Konnte mir das vorher nicht wirklich vorstellen,von wegen der Übersicht und das ich dann ständig den Kopf bewegen müsste anstatt nur die Augen.Alles Quatsch! War dann mal bei nem Freund und habe dort mit ner Xbox gespielt-keine 2m von nem riesigem TV-Bildschirm entfernt.Das war der Aha-Effekt der mich hat Umdenken lassen.Übersicht ist besser und das gucken an sich ist so was von viel entspannter.Liegt zum Teil natürlich auch am für mich neuem 16:9 Format,welches unserer Betrachtungsweise mehr liegt als 16:10.
Ich kann also bisher nur gutes sagen,über das Gerät an sich und erst recht über die fantastischen,himmlischen ,anbetungswürdigen 27 Zoll als solche .
Übrigens:27 Zoll entsprechen auch den grossen Mac's.Und daran kann man ja anscheinend ganz gut arbeiten.


----------



## MRBrip (15. März 2010)

hey, das hört sich doch super an. Am liebsten würde ich es ähnlich machen, dennoch der Platz fehlt mir.

Aber...
Am Wochenende habe ich noch einen Kommentar gehört bezüglich den 5ms beim p2470hd.
Und zwar hat er deswegen 5ms, weil ein Fernseher nicht in der Lage ist ein Bildsignal von 2ms zu verarbeiten.
Sprich, fürs Fernsehen sind 5ms Grenze. 

Klingt das plausibel oder war das Stuss was der erzählt hat? 
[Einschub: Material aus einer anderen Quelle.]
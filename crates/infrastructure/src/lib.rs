pub mod database;

pub use database::postgres::{
    PostgresExecutionRepository, PostgresJobRepository, PostgresProcessRepository,
    PostgresQueueRepository, PostgresRecurringRepository, PostgresSemaphoreRepository,
};
pub use database::{connect, run_migrations};
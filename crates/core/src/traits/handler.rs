//! 作业处理器注册表
//!
//! 以稳定的类型标识静态绑定执行函数，启动时注册，
//! 运行期查表分发，不做任何反射式解析。

use std::collections::HashMap;
use std::sync::Arc;

use async_trait::async_trait;
use tracing::info;

use crate::errors::{QueueError, Result};

/// 执行上下文，随作业体一起传入处理器
#[derive(Debug, Clone)]
pub struct JobContext {
    pub job_id: i64,
    pub queue_name: String,
}

/// 作业处理器接口，由嵌入方应用实现
///
/// 参数以不透明的 JSON 负载传入，引擎不理解其结构；
/// 返回 Err 的执行会被记录为 FailedExecution。
#[async_trait]
pub trait JobHandler: Send + Sync {
    /// 处理器的稳定类型标识，与 Job.class_name 对应
    fn class_name(&self) -> &str;

    async fn execute(&self, context: &JobContext, arguments: &serde_json::Value) -> Result<()>;
}

/// 处理器注册表：class_name -> 处理器
#[derive(Default)]
pub struct HandlerRegistry {
    handlers: HashMap<String, Arc<dyn JobHandler>>,
}

impl HandlerRegistry {
    pub fn new() -> Self {
        Self {
            handlers: HashMap::new(),
        }
    }

    pub fn register(&mut self, handler: Arc<dyn JobHandler>) {
        let name = handler.class_name().to_string();
        info!("注册作业处理器: {}", name);
        self.handlers.insert(name, handler);
    }

    pub fn get(&self, class_name: &str) -> Result<Arc<dyn JobHandler>> {
        self.handlers
            .get(class_name)
            .cloned()
            .ok_or_else(|| QueueError::HandlerNotFound {
                class_name: class_name.to_string(),
            })
    }

    pub fn contains(&self, class_name: &str) -> bool {
        self.handlers.contains_key(class_name)
    }

    pub fn len(&self) -> usize {
        self.handlers.len()
    }

    pub fn is_empty(&self) -> bool {
        self.handlers.is_empty()
    }
}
PS.: der große Mac hat 30zoll und so wie ich weiß einen IPS-Panel, das ist dann naklar nochmal eine andere Liga, technisch wie preislich


----------



## Pravasi (15. März 2010)

Platz?Wenn du einen 22er auf deinem Schreibtisch kriegst,bekommst du mit so einem kleinen Podest auch wesentlich grössere drauf.Ich habe jetzt tatsächlich MEHR Platz als wie vorher mit meinem 22er der direkt auf dem Tisch stand.Einfach weil der Monitor auf einem 25*35cm grossen,offenen Podest steht und 20cm über dem Tisch "schwebt".Dadrunter ist jetzt praktisch die gesamte Fläche frei!
Und die Entfernung?Ein Auszug bringt leicht 40cm dazu,lässt die Tastatur und die Maus samt Mauspad vom Tisch verschwinden(Platz!)und ist wahrscheinlich überall drunter zu setzen.
Mit TV Reaktionzeiten kenn ich mich nicht aus.Könnte aber schon sein.Allerdings:2ms vs 5ms...was solls?


----------



## MRBrip (15. März 2010)

Hi,

nun Platz habe ich. Ich will den Monitor an die Wand fest hängen, da ist die Platzfrage auf dem Tische eh erledigt.

Dennoch habe ich dann immer noch einen Abstand von 60cm und das ist halt schon arg 
Aber mit den 2ms und 5ms, stimme ich dir zu, was solls


----------